I grabbed a jacket and set out, enjoying the evening stillness and listening to the crickets and peepers as I walked along the riverside footpath. How beautiful and calming the city can be on a spring night! I couldn’t immerse myself in tranquility forever, though, as my mind drifted to work: finishing the acquisition of the Preston Valley property for our new store location, hiring enough staff for the opening, etc. Then there was the church food drive on Monday. Marie and I made sure to volunteer this time, regretting that we’d missed the last one, but I simply hadn’t the time that week. I was thinking that I needed plane tickets for Joanna’s wedding when, before I knew it, I’d reached the bridge to the West End. The water gurgled louder than usual as it rushed under me. The river was probably engorged by runoff from all the recent showers.
I glanced at my watch and hurried along. Regular lampposts had illuminated the footpath, but the bridge was almost entierly dark. A light or two must have been out, but I don’t remember exactly. As I approached the bridge’s apex, I distinguished someone’s shadow by the railing. At least, I thought it was. I couldn’t be sure. By now it was past eight, so traffic had disappeared. I didn’t see any cars. Only the stars, a half-moon, and a dim lamp lighted my way. I brought out my phone and was about to switch on its flashlight when I heard a ding ahead of me, as though something had hit the railing, the metallic clang reverberating in the night air. A splash followed which was immediately absorbed by the sound of the rushing water.

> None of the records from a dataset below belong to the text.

//! Unit tests for interval parsing and boundary arithmetic

use crate::fixtures::{interval, ts, BASE_EPOCH};
use candlekeep::models::{days_before, floor_to_step, Interval};
use chrono::Duration;

#[test]
fn parses_supported_codes() {
    assert_eq!(interval("1m").seconds(), 60);
    assert_eq!(interval("15m").seconds(), 900);
    assert_eq!(interval("4h").seconds(), 14_400);
    assert_eq!(interval("1d").seconds(), 86_400);
    assert_eq!(Interval::parse(" 5m ").unwrap().code(), "5m");
}

#[test]
fn rejects_unknown_codes() {
    let err = Interval::parse("7m").unwrap_err();
    assert_eq!(err.to_string(), "unsupported interval '7m'");
    assert!("".parse::<Interval>().is_err());
}

#[test]
fn floor_snaps_to_previous_boundary() {
    let five = interval("5m");
    assert_eq!(five.floor(ts(BASE_EPOCH + 299)), ts(BASE_EPOCH));
    assert_eq!(five.floor(ts(BASE_EPOCH + 300)), ts(BASE_EPOCH + 300));
    assert_eq!(floor_to_step(ts(BASE_EPOCH + 61), 60), ts(BASE_EPOCH + 60));
}

#[test]
fn floor_handles_pre_epoch_timestamps() {
    assert_eq!(floor_to_step(ts(-1), 60), ts(-60));
}

#[test]
fn alignment_check() {
    let hour = interval("1h");
    assert!(hour.is_aligned(ts(BASE_EPOCH)));
    assert!(!hour.is_aligned(ts(BASE_EPOCH + 60)));
}

#[test]
fn serializes_as_code() {
    let json = serde_json::to_string(&interval("15m")).unwrap();
    assert_eq!(json, "\"15m\"");
    let back: Interval = serde_json::from_str(&json).unwrap();
    assert_eq!(back, interval("15m"));
    assert!(serde_json::from_str::<Interval>("\"9x\"").is_err());
}

#[test]
fn days_before_is_range_checked() {
    let end = ts(BASE_EPOCH);
    assert_eq!(days_before(end, 2), Some(end - Duration::days(2)));
    assert_eq!(days_before(end, i64::MAX), None);
    // Representable as a span, but far past chrono's earliest date
    assert_eq!(days_before(end, 1_000_000_000), None);
}
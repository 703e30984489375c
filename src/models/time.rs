use chrono::{DateTime, Duration, NaiveDate, NaiveDateTime, TimeZone, Utc};

/// Parse an RFC 3339 timestamp, a naive `YYYY-MM-DD[ HH:MM:SS]` (taken as UTC)
/// or unix seconds.
pub fn parse_timestamp(raw: &str) -> Option<DateTime<Utc>> {
    let raw = raw.trim();
    if raw.is_empty() {
        return None;
    }
    if let Ok(ts) = DateTime::parse_from_rfc3339(raw) {
        return Some(ts.with_timezone(&Utc));
    }
    for format in ["%Y-%m-%dT%H:%M:%S", "%Y-%m-%d %H:%M:%S"] {
        if let Ok(naive) = NaiveDateTime::parse_from_str(raw, format) {
            return Some(Utc.from_utc_datetime(&naive));
        }
    }
    if let Ok(date) = NaiveDate::parse_from_str(raw, "%Y-%m-%d") {
        return date.and_hms_opt(0, 0, 0).map(|naive| Utc.from_utc_datetime(&naive));
    }
    raw.parse::<i64>()
        .ok()
        .and_then(|secs| Utc.timestamp_opt(secs, 0).single())
}

/// `end` minus `days` whole days, or `None` when the span or the result falls
/// outside chrono's range.
pub fn days_before(end: DateTime<Utc>, days: i64) -> Option<DateTime<Utc>> {
    Duration::try_days(days).and_then(|span| end.checked_sub_signed(span))
}
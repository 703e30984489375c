//! Candlekeep Scheduler
//!
//! Collects price snapshots, runs per-(asset, interval) candle ingestion on
//! a fixed cadence and serves health, readiness, metrics and completeness
//! endpoints. Only one process per lock file runs the jobs.

use candlekeep::config::Settings;
use candlekeep::core::runtime::IngestRuntime;
use candlekeep::db::PostgresStore;
use candlekeep::logging;
use candlekeep::metrics::Metrics;
use candlekeep::services::coingecko::CoinGeckoFeed;
use dotenvy::dotenv;
use std::sync::Arc;
use tokio::signal;
use tracing::{info, warn};

#[tokio::main]
async fn main() -> Result<(), Box<dyn std::error::Error + Send + Sync>> {
    dotenv().ok();
    logging::init_logging();

    let settings = Settings::from_env()?;
    info!("Starting Candlekeep Scheduler");
    info!(environment = %settings.environment, "Environment");

    let metrics = Arc::new(Metrics::new()?);

    info!("Initializing Postgres connection...");
    let store = match PostgresStore::connect(&settings.database_url).await {
        Ok(store) => {
            info!("Postgres connected");
            metrics.set_database_connected(true);
            Arc::new(store)
        }
        Err(e) => {
            warn!(error = %e, "Failed to connect to Postgres");
            return Err(format!("Postgres connection required for scheduler: {}", e).into());
        }
    };

    let feed = Arc::new(CoinGeckoFeed::new(
        settings.coingecko_base_url.clone(),
        settings.coingecko_vs_currency.clone(),
    )?);

    info!(
        assets = ?settings.ingest_assets,
        intervals = ?settings.ingest_intervals.iter().map(|i| i.code()).collect::<Vec<_>>(),
        port = settings.port,
        "Ingestion configured"
    );

    let runtime = IngestRuntime::new(settings, metrics, store.clone(), store)
        .with_feed(feed)
        .start()
        .await?;

    if runtime.scheduler().is_none() {
        warn!("Scheduler not running in this process; serving endpoints only");
    }

    info!("Scheduler started, waiting for shutdown signal...");
    tokio::select! {
        _ = signal::ctrl_c() => {
            info!("Shutting down scheduler...");
            runtime.shutdown().await;
            info!("Scheduler stopped");
        }
    }

    Ok(())
}
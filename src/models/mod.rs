//! Shared data models spanning the ingestion layers.

pub mod candle;
pub mod interval;
pub mod sample;
pub mod time;

pub use candle::{Candle, CandleKey, CandleRow, CandleSource};
pub use interval::{floor_to_step, Interval, IntervalError};
pub use sample::PriceSample;
pub use time::{days_before, parse_timestamp};
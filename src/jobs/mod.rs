//! Scheduled ingestion jobs

pub mod context;
pub mod handlers;
pub mod types;

pub use context::JobContext;
pub use types::{JobRecord, JobSpec, JobState, JobStatus};
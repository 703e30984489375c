//! Unit tests for job records

use crate::fixtures::{interval, minute};
use candlekeep::jobs::types::{iso_z, truncate_error, JobRecord, JobSpec, JobState, MAX_ERROR_LEN};

#[test]
fn job_id_is_derived_from_asset_and_interval() {
    let spec = JobSpec::new("bitcoin", interval("15m"));
    assert_eq!(spec.job_id, "ingest:bitcoin:15m");
}

#[test]
fn success_resets_failures() {
    let mut record = JobRecord::new(JobSpec::new("bitcoin", interval("1m")), 30);
    record.begin_run(minute(0));
    assert_eq!(record.state, JobState::Running);

    record.fail(minute(0), "feed down");
    record.fail(minute(1), "feed down");
    assert_eq!(record.consecutive_failures, 2);
    assert_eq!(record.state, JobState::Idle);

    record.succeed(minute(2), 7, 120);
    assert_eq!(record.consecutive_failures, 0);
    assert_eq!(record.last_success_inserted, Some(7));
    // The last error stays visible after recovery
    assert_eq!(record.last_error.as_deref(), Some("feed down"));
}

#[test]
fn long_errors_are_truncated() {
    let long = "x".repeat(MAX_ERROR_LEN * 2);
    assert_eq!(truncate_error(&long).chars().count(), MAX_ERROR_LEN);

    let mut record = JobRecord::new(JobSpec::new("bitcoin", interval("1m")), 30);
    record.fail(minute(0), &long);
    assert_eq!(record.last_error.unwrap().len(), MAX_ERROR_LEN);
}

#[test]
fn status_uses_epoch_seconds_and_iso() {
    let mut record = JobRecord::new(JobSpec::new("bitcoin", interval("1m")), 30);
    record.begin_run(minute(0));
    record.succeed(minute(1), 3, 15);

    let status = record.status();
    assert_eq!(status.last_run_ts, Some(minute(0).timestamp() as f64));
    assert_eq!(status.last_success_iso.as_deref(), Some("2024-01-01T00:01:00.000Z"));
    assert_eq!(iso_z(minute(0)), "2024-01-01T00:00:00.000Z");

    let json = serde_json::to_value(&status).unwrap();
    assert_eq!(json["state"], "idle");
    assert_eq!(json["interval"], "1m");
    assert_eq!(json["last_success_inserted"], 3);
}
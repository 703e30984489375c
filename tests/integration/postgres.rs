//! Postgres store tests
//!
//! Skipped unless TEST_DATABASE_URL points at a disposable database.

use candlekeep::db::{CandleStore, PostgresStore, SampleStore};
use candlekeep::error::StoreError;
use candlekeep::models::{CandleRow, Interval, PriceSample};
use chrono::{DateTime, Duration, TimeZone, Utc};

async fn store() -> Option<PostgresStore> {
    let url = std::env::var("TEST_DATABASE_URL").ok()?;
    Some(PostgresStore::connect(&url).await.expect("connect to test database"))
}

/// A unique asset per test run keeps tests independent on a shared database.
fn asset(name: &str) -> String {
    format!("{}-{}", name, Utc::now().timestamp_nanos_opt().unwrap_or_default())
}

fn base() -> DateTime<Utc> {
    Utc.timestamp_opt(1_704_067_200, 0).unwrap()
}

#[tokio::test]
async fn upsert_is_idempotent() {
    let Some(store) = store().await else { return };
    let asset = asset("pg-upsert");
    let one = Interval::parse("1m").unwrap();
    let rows: Vec<_> = (0..5)
        .map(|m| CandleRow::flat(asset.as_str(), one, base() + Duration::minutes(m), 1.0))
        .collect();

    assert_eq!(store.upsert(&rows).await.unwrap(), 5);
    assert_eq!(store.upsert(&rows).await.unwrap(), 5);

    let updated = CandleRow::new(asset.as_str(), one, base(), 1.0, 9.0, 0.5, 2.0);
    store.upsert(&[updated]).await.unwrap();

    let candles = store
        .query(&asset, one, base(), base() + Duration::minutes(5))
        .await
        .unwrap();
    assert_eq!(candles.len(), 5);
    assert_eq!(candles[0].row.high, 9.0);
    assert_eq!(
        store.latest_open_time(&asset, one).await.unwrap(),
        Some(base() + Duration::minutes(4))
    );
}

#[tokio::test]
async fn raw_insert_collision_is_an_integrity_error() {
    let Some(store) = store().await else { return };
    let asset = asset("pg-raw");
    let row = CandleRow::flat(asset.as_str(), Interval::parse("5m").unwrap(), base(), 1.0);

    store.insert_raw(&row).await.unwrap();
    let err = store.insert_raw(&row).await.unwrap_err();
    assert!(matches!(err, StoreError::Integrity(_)));
}

#[tokio::test]
async fn store_passes_strict_verification() {
    let Some(store) = store().await else { return };
    let findings = store.verify_invariants(true).await.unwrap();
    assert!(findings.is_clean());
}

#[tokio::test]
async fn samples_round_trip_with_bounds() {
    let Some(store) = store().await else { return };
    let asset = asset("pg-samples");
    let samples: Vec<_> = (0..3)
        .map(|i| PriceSample::new(asset.as_str(), base() + Duration::seconds(i * 30), 10.0 + i as f64))
        .collect();

    assert_eq!(store.store_samples(&samples).await.unwrap(), 3);
    assert_eq!(store.store_samples(&samples).await.unwrap(), 0);

    let tail = store
        .samples(&asset, Some(base() + Duration::seconds(30)), None)
        .await
        .unwrap();
    assert_eq!(tail.len(), 2);
    assert_eq!(
        store.latest_sample_time(&asset).await.unwrap(),
        Some(base() + Duration::seconds(60))
    );
}
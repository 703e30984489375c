//! Candle and sample persistence

pub mod invariants;
pub mod memory;
pub mod postgres;

pub use invariants::InvariantFindings;
pub use memory::MemoryStore;
pub use postgres::PostgresStore;

use crate::error::StoreError;
use crate::models::{Candle, CandleKey, CandleRow, Interval, PriceSample};
use async_trait::async_trait;
use chrono::{DateTime, Utc};
use std::collections::{BTreeSet, HashMap};

/// Durable keyed candle storage.
///
/// Keys are `(asset, interval, open_time)`. Writers go through [`CandleStore::upsert`],
/// which is idempotent and never fails on a duplicate key; the raw insert
/// path exists to surface caller bugs and fails fast on a collision.
#[async_trait]
pub trait CandleStore: Send + Sync {
    /// Insert or overwrite rows, returning how many rows were written.
    async fn upsert(&self, rows: &[CandleRow]) -> Result<u64, StoreError>;

    /// Plain insert. A key collision is a [`StoreError::Integrity`].
    async fn insert_raw(&self, row: &CandleRow) -> Result<(), StoreError>;

    /// Candles with `start <= open_time < end`, ascending.
    async fn query(
        &self,
        asset: &str,
        interval: Interval,
        start: DateTime<Utc>,
        end: DateTime<Utc>,
    ) -> Result<Vec<Candle>, StoreError>;

    async fn existing_open_times(
        &self,
        asset: &str,
        interval: Interval,
        start: DateTime<Utc>,
        end: DateTime<Utc>,
    ) -> Result<BTreeSet<DateTime<Utc>>, StoreError> {
        let candles = self.query(asset, interval, start, end).await?;
        Ok(candles.iter().map(Candle::open_time).collect())
    }

    async fn latest_open_time(
        &self,
        asset: &str,
        interval: Interval,
    ) -> Result<Option<DateTime<Utc>>, StoreError>;

    /// Scan for duplicate keys, out-of-order keys and misaligned open times.
    async fn verify_invariants(&self, strict: bool) -> Result<InvariantFindings, StoreError>;
}

/// Raw price samples, the input of candle bucketing.
#[async_trait]
pub trait SampleStore: Send + Sync {
    /// Store samples, ignoring ones already present for the same `(asset, observed_at)`.
    async fn store_samples(&self, samples: &[PriceSample]) -> Result<u64, StoreError>;

    /// Samples with `start <= observed_at < end`, ascending. Open bounds are unbounded.
    async fn samples(
        &self,
        asset: &str,
        start: Option<DateTime<Utc>>,
        end: Option<DateTime<Utc>>,
    ) -> Result<Vec<PriceSample>, StoreError>;

    async fn latest_sample_time(&self, asset: &str) -> Result<Option<DateTime<Utc>>, StoreError>;
}

/// Reject misaligned rows and collapse duplicate keys within one batch (last row wins).
pub(crate) fn prepare_batch(rows: &[CandleRow]) -> Result<Vec<CandleRow>, StoreError> {
    let mut positions: HashMap<CandleKey, usize> = HashMap::with_capacity(rows.len());
    let mut batch: Vec<CandleRow> = Vec::with_capacity(rows.len());

    for row in rows {
        if !row.interval.is_aligned(row.open_time) {
            return Err(StoreError::Misaligned {
                interval: row.interval,
                open_time: row.open_time,
            });
        }
        match positions.get(&row.key()) {
            Some(&idx) => batch[idx] = row.clone(),
            None => {
                positions.insert(row.key(), batch.len());
                batch.push(row.clone());
            }
        }
    }

    Ok(batch)
}
//! Prometheus metrics for the HTTP surface and the ingestion pipeline

use prometheus::{
    Encoder, Gauge, Histogram, HistogramOpts, HistogramVec, IntCounter, IntCounterVec, IntGauge,
    IntGaugeVec, Opts, Registry, TextEncoder,
};

/// Job-duration buckets in seconds, from sub-second runs to slow backfill-sized ones.
const JOB_DURATION_BUCKETS: &[f64] = &[0.05, 0.1, 0.25, 0.5, 1.0, 2.5, 5.0, 10.0, 30.0, 60.0];

pub struct Metrics {
    registry: Registry,
    pub http_requests_total: IntCounter,
    pub http_request_duration_seconds: Histogram,
    pub http_requests_in_flight: Gauge,
    pub ingest_job_runs_total: IntCounterVec,
    pub ingest_job_duration_seconds: HistogramVec,
    pub ingest_candles_upserted_total: IntCounterVec,
    pub ingest_job_consecutive_failures: IntGaugeVec,
    pub backfill_runs_total: IntCounterVec,
    pub snapshot_fetch_failures_total: IntCounter,
    pub snapshot_samples_stored_total: IntCounter,
    pub database_connected: IntGauge,
}

impl Metrics {
    pub fn new() -> Result<Self, prometheus::Error> {
        let registry = Registry::new();

        let http_requests_total =
            IntCounter::with_opts(Opts::new("http_requests_total", "Total HTTP requests served"))?;
        let http_request_duration_seconds = Histogram::with_opts(HistogramOpts::new(
            "http_request_duration_seconds",
            "HTTP request latency in seconds",
        ))?;
        let http_requests_in_flight = Gauge::with_opts(Opts::new(
            "http_requests_in_flight",
            "HTTP requests currently being served",
        ))?;

        let ingest_job_runs_total = IntCounterVec::new(
            Opts::new("ingest_job_runs_total", "Scheduled ingestion runs by outcome"),
            &["job", "outcome"],
        )?;
        let ingest_job_duration_seconds = HistogramVec::new(
            HistogramOpts::new(
                "ingest_job_duration_seconds",
                "Duration of ingestion runs in seconds",
            )
            .buckets(JOB_DURATION_BUCKETS.to_vec()),
            &["job"],
        )?;
        let ingest_candles_upserted_total = IntCounterVec::new(
            Opts::new(
                "ingest_candles_upserted_total",
                "Candles inserted or updated by ingestion runs",
            ),
            &["job"],
        )?;
        let ingest_job_consecutive_failures = IntGaugeVec::new(
            Opts::new(
                "ingest_job_consecutive_failures",
                "Consecutive failed runs per ingestion job",
            ),
            &["job"],
        )?;
        let backfill_runs_total = IntCounterVec::new(
            Opts::new("backfill_runs_total", "Backfill runs by outcome"),
            &["outcome"],
        )?;
        let snapshot_fetch_failures_total = IntCounter::with_opts(Opts::new(
            "snapshot_fetch_failures_total",
            "Snapshot fetches that failed after retries",
        ))?;
        let snapshot_samples_stored_total = IntCounter::with_opts(Opts::new(
            "snapshot_samples_stored_total",
            "Price samples stored by the snapshot collector",
        ))?;
        let database_connected = IntGauge::with_opts(Opts::new(
            "database_connected",
            "1 when the candle store is reachable",
        ))?;

        registry.register(Box::new(http_requests_total.clone()))?;
        registry.register(Box::new(http_request_duration_seconds.clone()))?;
        registry.register(Box::new(http_requests_in_flight.clone()))?;
        registry.register(Box::new(ingest_job_runs_total.clone()))?;
        registry.register(Box::new(ingest_job_duration_seconds.clone()))?;
        registry.register(Box::new(ingest_candles_upserted_total.clone()))?;
        registry.register(Box::new(ingest_job_consecutive_failures.clone()))?;
        registry.register(Box::new(backfill_runs_total.clone()))?;
        registry.register(Box::new(snapshot_fetch_failures_total.clone()))?;
        registry.register(Box::new(snapshot_samples_stored_total.clone()))?;
        registry.register(Box::new(database_connected.clone()))?;

        Ok(Self {
            registry,
            http_requests_total,
            http_request_duration_seconds,
            http_requests_in_flight,
            ingest_job_runs_total,
            ingest_job_duration_seconds,
            ingest_candles_upserted_total,
            ingest_job_consecutive_failures,
            backfill_runs_total,
            snapshot_fetch_failures_total,
            snapshot_samples_stored_total,
            database_connected,
        })
    }

    pub fn record_job_success(&self, job_id: &str, inserted: u64, duration_secs: f64) {
        self.ingest_job_runs_total
            .with_label_values(&[job_id, "success"])
            .inc();
        self.ingest_job_duration_seconds
            .with_label_values(&[job_id])
            .observe(duration_secs);
        self.ingest_candles_upserted_total
            .with_label_values(&[job_id])
            .inc_by(inserted);
        self.ingest_job_consecutive_failures
            .with_label_values(&[job_id])
            .set(0);
    }

    pub fn record_job_failure(&self, job_id: &str, consecutive_failures: u32, duration_secs: f64) {
        self.ingest_job_runs_total
            .with_label_values(&[job_id, "failure"])
            .inc();
        self.ingest_job_duration_seconds
            .with_label_values(&[job_id])
            .observe(duration_secs);
        self.ingest_job_consecutive_failures
            .with_label_values(&[job_id])
            .set(i64::from(consecutive_failures));
    }

    pub fn record_backfill(&self, outcome: &str) {
        self.backfill_runs_total.with_label_values(&[outcome]).inc();
    }

    pub fn set_database_connected(&self, connected: bool) {
        self.database_connected.set(i64::from(connected));
    }

    /// Render every registered metric in the Prometheus text format.
    pub fn export(&self) -> Result<String, prometheus::Error> {
        let mut buffer = Vec::new();
        TextEncoder::new().encode(&self.registry.gather(), &mut buffer)?;
        String::from_utf8(buffer).map_err(|e| prometheus::Error::Msg(e.to_string()))
    }
}
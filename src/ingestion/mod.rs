pub mod backfill;
pub mod candles;
pub mod completeness;
pub mod gaps;

pub use backfill::{BackfillCaps, BackfillExecutor, BackfillResult, CapsHit, StopReason};
pub use candles::{bucket_samples, CandleIngestor, SampleIngestor};
pub use completeness::{CompletenessChecker, GapReport};
pub use gaps::{detect_gaps, Gap};
//! Missing-boundary detection over a candle range

use crate::models::floor_to_step;
use chrono::{DateTime, TimeZone, Utc};
use serde_json::{json, Value};
use std::collections::{BTreeSet, HashSet};

/// A maximal run of missing boundaries, `[start, end)`.
#[derive(Debug, Clone, Copy, PartialEq, Eq)]
pub struct Gap {
    pub start: DateTime<Utc>,
    pub end: DateTime<Utc>,
    pub missing_candles: i64,
}

impl Gap {
    pub fn to_json(&self) -> Value {
        json!({
            "start_ts_unix": self.start.timestamp(),
            "start_ts_iso": iso(self.start),
            "end_ts_unix": self.end.timestamp(),
            "end_ts_iso": iso(self.end),
            "missing_candles": self.missing_candles,
        })
    }
}

pub(crate) fn iso(ts: DateTime<Utc>) -> String {
    ts.to_rfc3339_opts(chrono::SecondsFormat::Secs, true)
}

fn at(epoch: i64) -> DateTime<Utc> {
    Utc.timestamp_opt(epoch, 0).single().unwrap_or_default()
}

/// Compute the missing sub-ranges of `[range_start, range_end)`.
///
/// `range_start` and every existing timestamp are floored to the step before
/// comparison. Boundaries are walked while below `range_end` and each gap's
/// end is clamped to `range_end`. `missing_candles` counts walked boundaries,
/// so a partial bucket before an unaligned `range_end` counts as one candle.
pub fn detect_gaps(
    existing: &BTreeSet<DateTime<Utc>>,
    step_seconds: i64,
    range_start: DateTime<Utc>,
    range_end: DateTime<Utc>,
) -> Vec<Gap> {
    if step_seconds <= 0 || range_start >= range_end {
        return Vec::new();
    }

    let present: HashSet<i64> = existing
        .iter()
        .map(|ts| floor_to_step(*ts, step_seconds).timestamp())
        .collect();

    let end = range_end;
    let mut cursor = floor_to_step(range_start, step_seconds).timestamp();
    let mut gaps = Vec::new();

    while at(cursor) < end {
        if present.contains(&cursor) {
            cursor += step_seconds;
            continue;
        }

        let gap_start = cursor;
        let mut missing = 0i64;
        while at(cursor) < end && !present.contains(&cursor) {
            missing += 1;
            cursor += step_seconds;
        }

        gaps.push(Gap {
            start: at(gap_start),
            end: at(cursor).min(end),
            missing_candles: missing,
        });
    }

    gaps
}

I stood momentarily clueless before flying to the place where I’d seen the silhouette. “Oh my God,” I said without meaning to, peering into the water. Fortunately, the base of the bridge’s pylons had lights to help boats steer clear of them, and I could see the water through their blueish glow. Still, as I stared and held my breath, I saw nothing but rolling waves. I wondered if I’d imagined everything when suddenly a hand shot up from the water. I nearly screamed. “Dear God!” I yelled in a panic. “Someone’s fallen in!” My mind raced as I glanced left and right, looking for someone to help. But I was alone, unable to see even the headlights of an approaching car.
I’m ashamed to admit it, but I considered calling the police and waiting patiently to give my account. I dreaded the idea of leaping into the water; I don’t know precisely why. I suppose the discomfort of it all: jumping from a high place only to become drenched, the fear of hurting myself, the shock of frigid water. As a kid, I used to stand beneath a freezing showerhead to build mental fortitude, but the habit has long since disappeared. Now the idea of walking contentedly one moment and hurling myself heedlessly over the rail the next seems impossible. If I’d had a few minutes to think about it, I’d doubtless have jumped, but having the decision suddenly forced on you is too much.
However, after a second or two, my grandfather the war hero flashed through my mind. He’d died saving his fellow marines, jumping on a grenade so his brothers could live. I realized instantaneously that I’d never forgive myself if I did nothing, so before I knew it, I’d kicked off my shoes, torn off my jacket, and jumped.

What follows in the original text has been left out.